# WORKING DATA
//! Engine error types.

use arbor_ports::PortsError;

/// Errors from the engine layer.
///
/// Every error that reaches the dispatcher is recorded on the report node as
/// a technical error; none of them stop the run.
#[derive(Debug, thiserror::Error)]
pub enum EngineError {
    /// No handler is registered for the node kind.
    #[error("no handler registered for kind `{kind}`")]
    HandlerNotFound {
        /// Kind tag that was looked up.
        kind: String,
    },

    /// A node parameter is missing, has the wrong type, or is out of range.
    #[error("invalid parameter `{name}`: {message}")]
    InvalidParameter {
        /// Parameter name.
        name: String,
        /// What is wrong with it.
        message: String,
    },

    /// A dynamic parameter failed to evaluate.
    #[error("expression `{expression}` failed: {message}")]
    Expression {
        /// The expression source.
        expression: String,
        /// Evaluator message.
        message: String,
    },

    /// A plan or sub-plan could not be resolved.
    #[error("plan not found: {0}")]
    PlanNotFound(String),

    /// The plan failed validation.
    #[error("invalid plan: {0}")]
    InvalidPlan(String),

    /// Engine invariant violated.
    #[error("internal error: {0}")]
    Internal(String),

    /// A handler panicked.
    #[error("handler panicked: {0}")]
    Panicked(String),

    /// Error from a collaborator.
    #[error("port error: {0}")]
    Ports(#[from] PortsError),

    /// Error from the execution model.
    #[error("execution error: {0}")]
    Execution(#[from] arbor_execution::ExecutionError),
}

impl EngineError {
    /// Convenience constructor for [`EngineError::HandlerNotFound`].
    pub fn handler_not_found(kind: impl Into<String>) -> Self {
        Self::HandlerNotFound { kind: kind.into() }
    }

    /// Convenience constructor for [`EngineError::InvalidParameter`].
    pub fn invalid_parameter(name: impl Into<String>, message: impl Into<String>) -> Self {
        Self::InvalidParameter {
            name: name.into(),
            message: message.into(),
        }
    }

    /// Convenience constructor for [`EngineError::Expression`].
    pub fn expression(expression: impl Into<String>, message: impl Into<String>) -> Self {
        Self::Expression {
            expression: expression.into(),
            message: message.into(),
        }
    }

    /// Build a [`EngineError::Panicked`] from a caught panic payload.
    pub fn from_panic(payload: &(dyn std::any::Any + Send)) -> Self {
        let message = payload
            .downcast_ref::<&str>()
            .map(|s| (*s).to_owned())
            .or_else(|| payload.downcast_ref::<String>().cloned())
            .unwrap_or_else(|| "unknown panic payload".to_owned());
        Self::Panicked(message)
    }

    /// Whether retrying the same operation could succeed.
    ///
    /// Only transient collaborator failures qualify.
    #[must_use]
    pub fn is_retryable(&self) -> bool {
        matches!(self, Self::Ports(err) if err.is_retryable())
    }
}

# PROBLEM DETAILS
Find the lines above holding the word "that" and show them.

# YOUR RESPONSE
/// Every error that reaches the dispatcher is recorded on the report node as
        /// Kind tag that was looked up.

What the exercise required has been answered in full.